Clean Code è suddiviso in 17 capitoli più tre appendici:

  1. Clean Code
  2. Meaningful Names
  3. Functions
  4. Comments
  5. Formatting
  6. Objects and Data Structures
  7. Error Handling
  8. Boundaries
  9. Unit Tests
  10. Classes
  11. Systems
  12. Emergence
  13. Concurrency
  14. Successive Refinement
  15. JUnit Internals
  16. Refactoring SerialDate
  17. Smells and Heuristics
  18. Appendix A: Concurrency II
  19. Appendix B: org.jfree.date.SerialDate
  20. Appendix C: Cross References of Heuristics

Ho trovato preziosi e veramente da analizzare i primi 10 capitoli, che valgono l’acquisto del libro.

Anche l’appendice C sulle euristiche è molto valida, quasi da sola riassume un po’ tutto il senso del libro.

Dal capitolo 11 in avanti invece gli esempi di codice diventano molto prolissi e alcuni spunti di discussione piuttosto filosofici. Inoltre alcune parti mancano a mio modesto avviso di cura narrativa, si tratta di leggere pagine di codice commentato. Farlo su un IDE è un conto, farlo su un libro di testo è un’altro tipo di esperienza.

I passaggi chiave di Clean Code

  • Per scrivere codice pulito, occorre partire dallo scrivere codice sporco, e poi ripulirlo.
  • Il buon software è testabile, oppure non è buon software.
  • Non avere mai paura di segmentare funzioni e classi in elementi atomici, seguendo i principi SOLID.
  • Mai procrastinare una sessione di refactoring.
  • Il codice non è mai “troppo efficiente”. Nel momento in cui un prodotto si considera “finito”, esso inizia a diventare obsoleto.

Agile ma non troppo

Già, perché a dispetto delle premesse, Clean Code non è proprio così “clean” e tantomeno “agile”, per lo meno se letto pedissequamente in tutte le sue 450 e oltre pagine di esempi.

La prima parte è molto scorrevole e piacevole.
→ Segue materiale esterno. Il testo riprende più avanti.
// src/models/comment.rs

use serde::{Deserialize, Serialize};
use sqlx::FromRow;
use validator::Validate;

/// DTO for creating a new comment.
#[derive(Debug, Deserialize, Validate)]
pub struct CreateCommentRequest {
    #[validate(length(
        min = 1,
        max = 5000,
        message = "Comment must be between 1 and 5000 characters"
    ))]
    pub content: String,

    /// Optional: the ID of the comment being replied to.
    pub parent_id: Option<i64>,
}

/// DTO for displaying a comment with author info.
#[derive(Debug, Clone, Serialize, Deserialize, FromRow)]
pub struct CommentResponse {
    pub id: i64,
    pub post_id: i64,
    pub author_id: i64,
    pub author: String,
    pub parent_id: Option<i64>,
    pub content: String,
    pub created_at: chrono::DateTime<chrono::Utc>,
}
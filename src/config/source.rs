//! Configuration collaborator interface.
//!
//! # Responsibilities
//! - Define how raw rule text is fetched (`ConfigSource`)
//! - Define the change notification payload (`ConfigChange`)
//! - Name the well-known rule keys
//!
//! # Design Decisions
//! - The router subscribes to change events; it never polls
//! - Sources hand out raw text only; parsing stays in one place

use std::collections::HashSet;
use std::sync::Arc;

use dashmap::DashMap;
use tokio::sync::mpsc;

/// Key prefix for per-service route rules; the service name follows the
/// prefix.
pub const ROUTE_RULE_PREFIX: &str = "routing.rule.";

/// Key holding the global rule set used by services with no rules of
/// their own.
pub const GLOBAL_RULE_KEY: &str = "routing.globalRule";

/// Route-rule key for a target service.
pub fn route_rule_key(service: &str) -> String {
    format!("{ROUTE_RULE_PREFIX}{service}")
}

/// Raw configuration text lookup, keyed the way the configuration
/// collaborator delivers it.
pub trait ConfigSource: Send + Sync {
    fn get(&self, key: &str) -> Option<String>;
}

/// Set of keys whose values changed (added, updated or deleted).
#[derive(Debug, Clone)]
pub struct ConfigChange {
    pub keys: HashSet<String>,
}

impl ConfigChange {
    pub fn single(key: impl Into<String>) -> Self {
        let mut keys = HashSet::new();
        keys.insert(key.into());
        Self { keys }
    }
}

/// In-memory source for tests and embedders that already hold rule text.
///
/// `set` and `remove` emit a change event for the touched key.
pub struct InMemorySource {
    values: DashMap<String, String>,
    events: mpsc::UnboundedSender<ConfigChange>,
}

impl InMemorySource {
    /// Returns the source and the receiver end of its change events.
    pub fn new() -> (Arc<Self>, mpsc::UnboundedReceiver<ConfigChange>) {
        let (tx, rx) = mpsc::unbounded_channel();
        (
            Arc::new(Self {
                values: DashMap::new(),
                events: tx,
            }),
            rx,
        )
    }

    pub fn set(&self, key: impl Into<String>, value: impl Into<String>) {
        let key = key.into();
        self.values.insert(key.clone(), value.into());
        let _ = self.events.send(ConfigChange::single(key));
    }

    pub fn remove(&self, key: &str) {
        self.values.remove(key);
        let _ = self.events.send(ConfigChange::single(key));
    }
}

impl ConfigSource for InMemorySource {
    fn get(&self, key: &str) -> Option<String> {
        self.values.get(key).map(|value| value.value().clone())
    }
}

#[cfg(test)]
mod tests {
    use super::*;

    #[test]
    fn test_route_rule_key_layout() {
        assert_eq!(route_rule_key("order-service"), "routing.rule.order-service");
    }

    #[test]
    fn test_in_memory_source_round_trip() {
        let (source, mut events) = InMemorySource::new();
        assert_eq!(source.get("routing.globalRule"), None);

        source.set("routing.globalRule", "- precedence: 1");
        assert_eq!(
            source.get("routing.globalRule").as_deref(),
            Some("- precedence: 1")
        );
        let change = events.try_recv().unwrap();
        assert!(change.keys.contains("routing.globalRule"));

        source.remove("routing.globalRule");
        assert_eq!(source.get("routing.globalRule"), None);
        let change = events.try_recv().unwrap();
        assert!(change.keys.contains("routing.globalRule"));
    }
}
Si introducono le basi della progettazione del software e si esplorano i suoi elementi cardine, sempre avendo di fondo una logica ad oggetti.
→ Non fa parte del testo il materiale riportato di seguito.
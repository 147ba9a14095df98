//! Governance-Based Weighted Traffic Router
//!
//! For every outbound call to a target service, the router answers "which
//! subset of the currently known server instances may this call be sent
//! to?". Rules arrive as YAML from a configuration collaborator, change at
//! runtime without a restart, and select weighted, tag-filtered instance
//! groups per request.
//!
//! # Architecture Overview
//!
//! ```text
//!                      ┌───────────────────────────────────────────────┐
//!                      │                 TRAFFIC ROUTER                 │
//!                      │                                                │
//!   instances +        │  ┌─────────┐   ┌─────────┐   ┌─────────────┐  │
//!   request ───────────┼─▶│ filter  │──▶│ matcher │──▶│ distributor │──┼──▶ selected
//!                      │  └────┬────┘   └─────────┘   └─────────────┘  │    subset
//!                      │       │ lookup                                 │
//!                      │       ▼                                        │
//!                      │  ┌─────────┐   ┌─────────┐   ┌─────────────┐  │
//!   config events ─────┼─▶│ watcher │──▶│  store  │◀──│   parser    │  │
//!                      │  └─────────┘   └─────────┘   └─────────────┘  │
//!                      └───────────────────────────────────────────────┘
//! ```
//!
//! The request path is synchronous and lock-free; the config path swaps
//! immutable rule snapshots behind the store.

// Core subsystems
pub mod config;
pub mod routing;

// Cross-cutting concerns
pub mod observability;

pub use config::parser::RuleConfigError;
pub use config::source::{ConfigChange, ConfigSource, InMemorySource};
pub use config::watcher::{FileRuleSource, RuleWatcher};
pub use routing::distributor::{Distributor, WeightedDistributor};
pub use routing::filter::RouterFilter;
pub use routing::instance::RouteTarget;
pub use routing::request::{RequestDescriptor, RouteRequest};
pub use routing::store::RuleStore;
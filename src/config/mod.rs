//! Rule configuration subsystem.
//!
//! # Data Flow
//! ```text
//! configuration collaborator (raw YAML text per key)
//!     → schema.rs (serde shapes)
//!     → parser.rs (validate, compile regexes, sort by precedence)
//!     → RuleSet (validated, immutable)
//!     → installed into the rule store
//!
//! On change event:
//!     source emits ConfigChange { keys }
//!     → watcher.rs forwards to the store
//!     → store re-fetches, re-parses, atomically swaps the snapshot
//!     → request path observes the new rules
//! ```
//!
//! # Design Decisions
//! - Rules are immutable once parsed; changes replace whole snapshots
//! - Validation separates syntactic (serde) from semantic checks
//! - A failed reload never disturbs the rules already installed

pub mod parser;
pub mod schema;
pub mod source;
pub mod watcher;

pub use parser::RuleConfigError;
pub use source::{ConfigChange, ConfigSource, InMemorySource};
pub use watcher::{FileRuleSource, RuleWatcher};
Uncle Bob è un portavoce se non uno tra gli artefici di questo paradigma di programmazione.

Tuttavia la seconda parte del testo diventa molto più impegnativa, non tanto per la difficoltà tecnica, ma per la struttura stessa del libro. Quasi in antitesi all’approccio “Clean” che l’autore suggerisce.

Occorre infatti affrontare lunghi e prolissi esempi di codice, tra loro disgiunti (una app per una palestra, uno script per un termostato, un convertitore di temperatura e date, etc.), intervallati da illustrazioni caricaturali piuttosto decontestualizzate con l’opera. Affrontare tali sezioni è stato faticoso.

Inoltre Clean Code è interamente basato su Java e sul suo ecosistema. Gli esempi sono tutti scritti in tale linguaggio di programmazione,  spesso rifacendosi anche a framework e librerie specifiche, rendendo il testo molto verticale e non aggiungendo certamente varietà al contenuto.

Le informazioni fornite sono di valore, ma capisco che passati quasi vent’anni dall’uscita del libro, esse non siano più così dirompenti come agli esordi.

Gli spunti più importanti sono stati certamente oggi digeriti e fatti propri dalla comunità di sviluppatori (importanza del testing, importanza delle naming convention, principi SOLID).

Il testo oggi è sicuramente ancora molto citato, anche se talvolta sembra di aver a che fare con il vecchio nonno, burbero e irascibile: lo si ascolta, se ne rispetta la saggezza, ma si sa che non sempre quel che dice va preso alla lettera.

Diverse anche le voci critiche.

L’autore

Robert Cecil Martin , chiamato colloquialmente “Uncle Bob”, è un ingegnere informatico statunitense, istruttore e autore. È noto soprattutto per aver promosso molti principi di progettazione del software e per essere stato autore e firmatario del Manifesto Agile.

Martin è autore di numerosi libri e articoli di riviste. È stato caporedattore della rivista C++ Report e ha ricoperto il ruolo di primo presidente della Agile Alliance.

Martin è entrato nell’industria del software all’età di 17 anni e non ha alcuna formazione universitaria. Come lui stesso afferma, è completamente autodidatta.